He looked in his rear view mirror before answer my question.

"I was trying to see if anyone had eyes on Robert."

I looked at the side of his head as he checked his mirrors every so often.

"Why did we have to come all the way to Chicago if we were looking for him? Isn't his second family in New York?"

Or where ever the hell he was at.

"Well apparently word got out that my daughter isn't in Texas and neither is your daughter so the search for her has been widened."

I instantly clenched my fist together as I thought about what Robert is doing.

"Why would that selfish bastard do that? Where is he even getting the money for this whole thing?" I all but hollered out.

Mathew sighed as he pulled up to his hiding house outside the city limits.

"I was going to tell you once we were hot on his track, but he's been doing some gruesome things to collect majority of that money, including actioning your house"

I held my breath as I saw my whole lifetime of living in that house flash before my eyes.

My nika basically grew up there, right along side him. How could he? How could he?!!

"Listen we can deal with that after we find him and find your daughter, as long as he has breath in his body and a functioning brain and mouth things will only get worse than they already are."

I silently nodded my head as a few tears rolled down my face.

I got out his car heading inside going straight the room I'll be staying in until this whole thing is over or until we leave Chicago.

I couldn't believe the man I married and had a kid with would do something like this all for what? Some money?
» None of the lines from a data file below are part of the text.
//! The stat categories a comparison is made over

use serde::Serialize;

use super::record::StatRecord;

#[derive(Debug, Clone, Copy, PartialEq, Eq, Hash, Serialize)]
#[serde(rename_all = "snake_case")]
pub enum Category {
    Ppg,
    Rpg,
    Apg,
    Spg,
    Bpg,
    ThreePm,
    FgPct,
    FtPct,
    Tov,
}

impl Category {
    /// Every category shown in the category-by-category breakdown.
    pub const DISPLAY: [Category; 9] = [
        Category::Ppg,
        Category::Rpg,
        Category::Apg,
        Category::Spg,
        Category::Bpg,
        Category::ThreePm,
        Category::FgPct,
        Category::FtPct,
        Category::Tov,
    ];

    /// Counting stats plotted on the radar and the head-to-head bars.
    pub const CHARTED: [Category; 6] = [
        Category::Ppg,
        Category::Rpg,
        Category::Apg,
        Category::Spg,
        Category::Bpg,
        Category::ThreePm,
    ];

    pub fn key(self) -> &'static str {
        match self {
            Category::Ppg => "ppg",
            Category::Rpg => "rpg",
            Category::Apg => "apg",
            Category::Spg => "spg",
            Category::Bpg => "bpg",
            Category::ThreePm => "three_pm",
            Category::FgPct => "fg_pct",
            Category::FtPct => "ft_pct",
            Category::Tov => "tov",
        }
    }

    /// Box-score abbreviation used as a chart axis label.
    pub fn short_label(self) -> &'static str {
        match self {
            Category::Ppg => "PTS",
            Category::Rpg => "REB",
            Category::Apg => "AST",
            Category::Spg => "STL",
            Category::Bpg => "BLK",
            Category::ThreePm => "3PM",
            Category::FgPct => "FG%",
            Category::FtPct => "FT%",
            Category::Tov => "TO",
        }
    }

    pub fn label(self) -> &'static str {
        match self {
            Category::Ppg => "Points",
            Category::Rpg => "Rebounds",
            Category::Apg => "Assists",
            Category::Spg => "Steals",
            Category::Bpg => "Blocks",
            Category::ThreePm => "3-Pointers Made",
            Category::FgPct => "Field Goal %",
            Category::FtPct => "Free Throw %",
            Category::Tov => "Turnovers",
        }
    }

    /// Turnovers are the only category where less is better.
    pub fn lower_is_better(self) -> bool {
        matches!(self, Category::Tov)
    }

    pub fn value(self, record: &StatRecord) -> f64 {
        match self {
            Category::Ppg => record.ppg,
            Category::Rpg => record.rpg,
            Category::Apg => record.apg,
            Category::Spg => record.spg,
            Category::Bpg => record.bpg,
            Category::ThreePm => record.three_pm,
            Category::FgPct => record.fg_pct,
            Category::FtPct => record.ft_pct,
            Category::Tov => record.tov,
        }
    }
}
A life style he thought he wanted?

I was already extremely heated over him and everything he's put me through then he added his own seed to the mix, and the things she loved.

What if Nicki found her way back to New York and my house wasn't no longer my house?

My brain began to spiral as I thought, and thought, and thought about all the possibilities.

I didn't have any money to buy a new home or to start over, I had settled into this wife and mother role for eighteen years what was I to do by myself?

"Hold on nika, I'll find you soon." I said out loud closing my eyes as my thoughts continued to swarm.

Beyoncé pov
Beys private island home

I walked into my moms room with the biggest smoke on my face as I sat by her in her bed.

"Well I take it something good has happened. This is the first time I've seen you smile since everything has happened." Mama said taking her reading glasses off smiling at me.

"Ma she moved! She actually moved today ma. Nicki hasn't done anything this whole time and she was actually able to squeeze my hand a little" I said so full of excitement.

Its very rare to get me this excited about anything so of course this was one of the best moments of my life.

"Oh really? That's wonderful news, but not to be a bummer but don't get too excited and start going crazy because it can get worse before it gets better remember that." She said dropping her smile to a more serious stare.

Damn ma really?

"Ma please don't kill the moment with all that, her moving gave me more hope I don't need any false hope." I frowned at her.

She nodded her head as she moved closer towards me.

She wrapped her arms around me as I leaned my head on hers.

"Bey you know I wouldn't wish any false hope on anyone, especially someone who can keep your sister entertained long enough to cook dinner. I love Nicki like a child and I don't want anything but to see her get better. She's in my prayers daily and I feel as thought God has already shaped her destiny for the best."

I felt my vision get blurry, so I quickly kissed my moms forehead before walking completely out the room.

I ran a hand through my hair as paced down the hallway trying  to calm my breathing.

This was a lot and it was starting to show.

Everyday it's something different from Nicki being under to people out hunting us like deer.

I slide down the wall letting the water works take their course.

I couldn't keep it together for Nicki for the sake of anything and it's killing me.

I'm not used to emotions and feeling soft towards a person I'm not related to.

Hell it takes me some time to cry for family members I'm actually blood related to.

I'm a certified gangster who makes others cry by just a glimpse of me why was I so broken up over this girl?

"God please heal her, touch her, make her better for me. I'll quite the game and do something better than fast money. Just please make her better for me." I pleaded out feeling my body shake.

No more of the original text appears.